[Try it]: Below are some records; write them all out again exactly.

[Excerpted data]:
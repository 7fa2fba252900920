use crate::data::OptReader;
use crate::error::IResult;

/// Palettes in a palette block. Each is a lighting level of the same colours.
pub const PALETTE_COUNT: usize = 16;
/// Colours per palette.
pub const COLOR_COUNT: usize = 256;

/// Sixteen 256-entry RGB565 palettes shared by the textures that point at
/// them.
#[derive(Debug, Clone, PartialEq, Eq)]
#[cfg_attr(feature = "serde", derive(serde::Serialize, serde::Deserialize))]
pub struct TexturePalette {
    colors: Vec<u16>,
    present: bool,
}

impl TexturePalette {
    /// Stand-in used when the stored palette pointer can't be followed. All
    /// colours are zero.
    pub fn absent() -> Self {
        TexturePalette {
            colors: vec![0; PALETTE_COUNT * COLOR_COUNT],
            present: false,
        }
    }

    pub(crate) fn read(reader: &mut OptReader<'_>) -> IResult<Self> {
        let colors = reader.read_u16_array(PALETTE_COUNT * COLOR_COUNT)?;
        Ok(TexturePalette {
            colors,
            present: true,
        })
    }

    pub fn is_absent(&self) -> bool {
        !self.present
    }

    /// RGB565 colour `index` of palette `palette`.
    pub fn color(&self, palette: usize, index: usize) -> Option<u16> {
        if palette >= PALETTE_COUNT || index >= COLOR_COUNT {
            return None;
        }
        self.colors.get(palette * COLOR_COUNT + index).copied()
    }

    /// All colours of one palette.
    pub fn palette(&self, palette: usize) -> Option<&[u16]> {
        if palette >= PALETTE_COUNT {
            return None;
        }
        let start = palette * COLOR_COUNT;
        self.colors.get(start..start + COLOR_COUNT)
    }
}

/// Expand a 5-6-5 packed colour to 8 bits per channel.
pub fn rgb565_to_rgb888(color: u16) -> [u8; 3] {
    let r = ((color >> 11) & 0x1F) as u8;
    let g = ((color >> 5) & 0x3F) as u8;
    let b = (color & 0x1F) as u8;
    [(r << 3) | (r >> 2), (g << 2) | (g >> 4), (b << 3) | (b >> 2)]
}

[Your solution]:
repository 7fa2fba252900920
use crate::data::OptReader;
use crate::error::IResult;

/// Palettes in a palette block. Each is a lighting level of the same colours.
pub const PALETTE_COUNT: usize = 16;
/// Colours per palette.
pub const COLOR_COUNT: usize = 256;

/// Sixteen 256-entry RGB565 palettes shared by the textures that point at
/// them.
#[derive(Debug, Clone, PartialEq, Eq)]
#[cfg_attr(feature = "serde", derive(serde::Serialize, serde::Deserialize))]
pub struct TexturePalette {
    colors: Vec<u16>,
    present: bool,
}

impl TexturePalette {
    /// Stand-in used when the stored palette pointer can't be followed. All
    /// colours are zero.
    pub fn absent() -> Self {
        TexturePalette {
            colors: vec![0; PALETTE_COUNT * COLOR_COUNT],
            present: false,
        }
    }

    pub(crate) fn read(reader: &mut OptReader<'_>) -> IResult<Self> {
        let colors = reader.read_u16_array(PALETTE_COUNT * COLOR_COUNT)?;
        Ok(TexturePalette {
            colors,
            present: true,
        })
    }

    pub fn is_absent(&self) -> bool {
        !self.present
    }

    /// RGB565 colour `index` of palette `palette`.
    pub fn color(&self, palette: usize, index: usize) -> Option<u16> {
        if palette >= PALETTE_COUNT || index >= COLOR_COUNT {
            return None;
        }
        self.colors.get(palette * COLOR_COUNT + index).copied()
    }

    /// All colours of one palette.
    pub fn palette(&self, palette: usize) -> Option<&[u16]> {
        if palette >= PALETTE_COUNT {
            return None;
        }
        let start = palette * COLOR_COUNT;
        self.colors.get(start..start + COLOR_COUNT)
    }
}

/// Expand a 5-6-5 packed colour to 8 bits per channel.
pub fn rgb565_to_rgb888(color: u16) -> [u8; 3] {
    let r = ((color >> 11) & 0x1F) as u8;
    let g = ((color >> 5) & 0x3F) as u8;
    let b = (color & 0x1F) as u8;
    [(r << 3) | (r >> 2), (g << 2) | (g >> 4), (b << 3) | (b >> 2)]
}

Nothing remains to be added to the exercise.